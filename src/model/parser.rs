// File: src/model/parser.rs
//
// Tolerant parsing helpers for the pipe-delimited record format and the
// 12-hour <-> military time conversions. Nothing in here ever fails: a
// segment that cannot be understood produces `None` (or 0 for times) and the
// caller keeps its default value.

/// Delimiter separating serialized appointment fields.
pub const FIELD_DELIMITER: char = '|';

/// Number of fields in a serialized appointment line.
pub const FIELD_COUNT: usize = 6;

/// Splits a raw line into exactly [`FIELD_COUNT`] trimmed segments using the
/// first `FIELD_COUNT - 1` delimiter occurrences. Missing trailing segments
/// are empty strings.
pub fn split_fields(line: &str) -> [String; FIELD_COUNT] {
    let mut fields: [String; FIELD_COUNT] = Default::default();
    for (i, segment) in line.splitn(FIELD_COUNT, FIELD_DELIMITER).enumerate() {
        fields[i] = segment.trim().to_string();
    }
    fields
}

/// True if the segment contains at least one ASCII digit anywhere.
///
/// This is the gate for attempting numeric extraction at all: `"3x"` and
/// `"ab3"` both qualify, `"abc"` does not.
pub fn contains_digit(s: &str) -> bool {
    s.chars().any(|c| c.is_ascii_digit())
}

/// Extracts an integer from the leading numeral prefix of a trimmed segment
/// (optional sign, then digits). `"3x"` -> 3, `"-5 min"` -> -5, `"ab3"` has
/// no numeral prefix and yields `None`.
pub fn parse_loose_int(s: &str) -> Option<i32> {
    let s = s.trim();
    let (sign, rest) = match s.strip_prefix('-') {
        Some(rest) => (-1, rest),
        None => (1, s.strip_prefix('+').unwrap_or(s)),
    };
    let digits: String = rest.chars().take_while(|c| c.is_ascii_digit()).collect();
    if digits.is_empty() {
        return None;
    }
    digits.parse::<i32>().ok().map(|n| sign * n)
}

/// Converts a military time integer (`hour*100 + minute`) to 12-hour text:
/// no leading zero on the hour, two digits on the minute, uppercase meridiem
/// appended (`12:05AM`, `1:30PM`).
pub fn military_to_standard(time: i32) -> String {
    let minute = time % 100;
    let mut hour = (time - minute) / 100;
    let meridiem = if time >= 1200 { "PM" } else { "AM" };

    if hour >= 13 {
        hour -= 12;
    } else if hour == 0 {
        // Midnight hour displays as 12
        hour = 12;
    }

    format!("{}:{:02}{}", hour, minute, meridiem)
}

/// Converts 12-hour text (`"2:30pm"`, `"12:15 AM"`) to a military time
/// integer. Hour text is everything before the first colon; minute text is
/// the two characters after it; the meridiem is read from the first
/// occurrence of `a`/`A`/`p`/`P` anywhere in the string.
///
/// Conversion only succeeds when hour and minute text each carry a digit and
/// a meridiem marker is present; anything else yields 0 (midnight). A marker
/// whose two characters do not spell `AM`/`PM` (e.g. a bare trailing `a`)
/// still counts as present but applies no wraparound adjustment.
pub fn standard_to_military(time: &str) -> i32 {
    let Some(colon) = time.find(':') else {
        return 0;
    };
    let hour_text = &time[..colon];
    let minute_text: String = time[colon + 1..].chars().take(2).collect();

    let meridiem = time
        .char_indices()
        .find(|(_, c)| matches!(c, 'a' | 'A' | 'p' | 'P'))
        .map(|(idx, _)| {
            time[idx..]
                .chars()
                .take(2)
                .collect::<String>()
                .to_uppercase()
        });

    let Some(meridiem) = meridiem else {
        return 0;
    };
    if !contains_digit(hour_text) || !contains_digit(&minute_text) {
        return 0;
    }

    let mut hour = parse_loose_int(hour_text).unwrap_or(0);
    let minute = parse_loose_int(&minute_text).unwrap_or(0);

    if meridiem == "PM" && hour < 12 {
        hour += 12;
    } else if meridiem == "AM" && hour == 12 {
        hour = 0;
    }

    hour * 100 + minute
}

----------------

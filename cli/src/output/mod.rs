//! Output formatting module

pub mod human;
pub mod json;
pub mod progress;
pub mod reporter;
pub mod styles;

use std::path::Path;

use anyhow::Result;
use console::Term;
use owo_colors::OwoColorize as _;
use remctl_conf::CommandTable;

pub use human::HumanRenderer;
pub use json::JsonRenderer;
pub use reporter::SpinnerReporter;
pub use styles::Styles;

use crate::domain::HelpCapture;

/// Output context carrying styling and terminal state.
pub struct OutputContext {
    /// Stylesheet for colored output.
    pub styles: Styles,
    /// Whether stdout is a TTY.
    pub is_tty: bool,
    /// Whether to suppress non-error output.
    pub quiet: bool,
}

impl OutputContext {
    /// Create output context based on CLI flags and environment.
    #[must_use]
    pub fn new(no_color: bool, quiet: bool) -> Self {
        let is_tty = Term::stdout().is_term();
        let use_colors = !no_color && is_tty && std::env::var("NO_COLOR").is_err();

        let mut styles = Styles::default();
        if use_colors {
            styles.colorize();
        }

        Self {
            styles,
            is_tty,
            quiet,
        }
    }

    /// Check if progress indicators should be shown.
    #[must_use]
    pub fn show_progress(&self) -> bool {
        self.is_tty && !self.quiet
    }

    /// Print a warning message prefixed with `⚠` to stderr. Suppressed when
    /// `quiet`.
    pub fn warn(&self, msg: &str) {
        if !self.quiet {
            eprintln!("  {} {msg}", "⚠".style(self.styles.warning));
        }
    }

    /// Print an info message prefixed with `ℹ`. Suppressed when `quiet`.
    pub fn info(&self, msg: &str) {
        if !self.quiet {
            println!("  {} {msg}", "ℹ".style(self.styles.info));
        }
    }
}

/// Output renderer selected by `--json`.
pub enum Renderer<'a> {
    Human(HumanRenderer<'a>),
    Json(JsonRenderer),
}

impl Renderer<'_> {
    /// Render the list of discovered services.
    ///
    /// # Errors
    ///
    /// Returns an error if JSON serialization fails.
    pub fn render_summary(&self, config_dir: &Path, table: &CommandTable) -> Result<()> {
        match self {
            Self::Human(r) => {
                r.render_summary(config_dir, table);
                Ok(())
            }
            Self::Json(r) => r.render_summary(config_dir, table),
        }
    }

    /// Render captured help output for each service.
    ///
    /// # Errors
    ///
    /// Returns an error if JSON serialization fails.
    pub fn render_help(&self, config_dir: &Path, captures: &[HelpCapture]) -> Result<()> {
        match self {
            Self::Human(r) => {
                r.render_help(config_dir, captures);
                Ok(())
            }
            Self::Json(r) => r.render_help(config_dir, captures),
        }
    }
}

----------------

§ **INSTRUCTIONS TO FOLLOW**:
Your answer must consist solely of the lines above between the line holding "filename src/model/parser.rs" and the line holding "its default value.", inclusive, copied exactly.

§ **REPLY TO THE EXERCISE**:
filename src/model/parser.rs
// File: src/model/parser.rs
//
// Tolerant parsing helpers for the pipe-delimited record format and the
// 12-hour <-> military time conversions. Nothing in here ever fails: a
// segment that cannot be understood produces `None` (or 0 for times) and the
// caller keeps its default value.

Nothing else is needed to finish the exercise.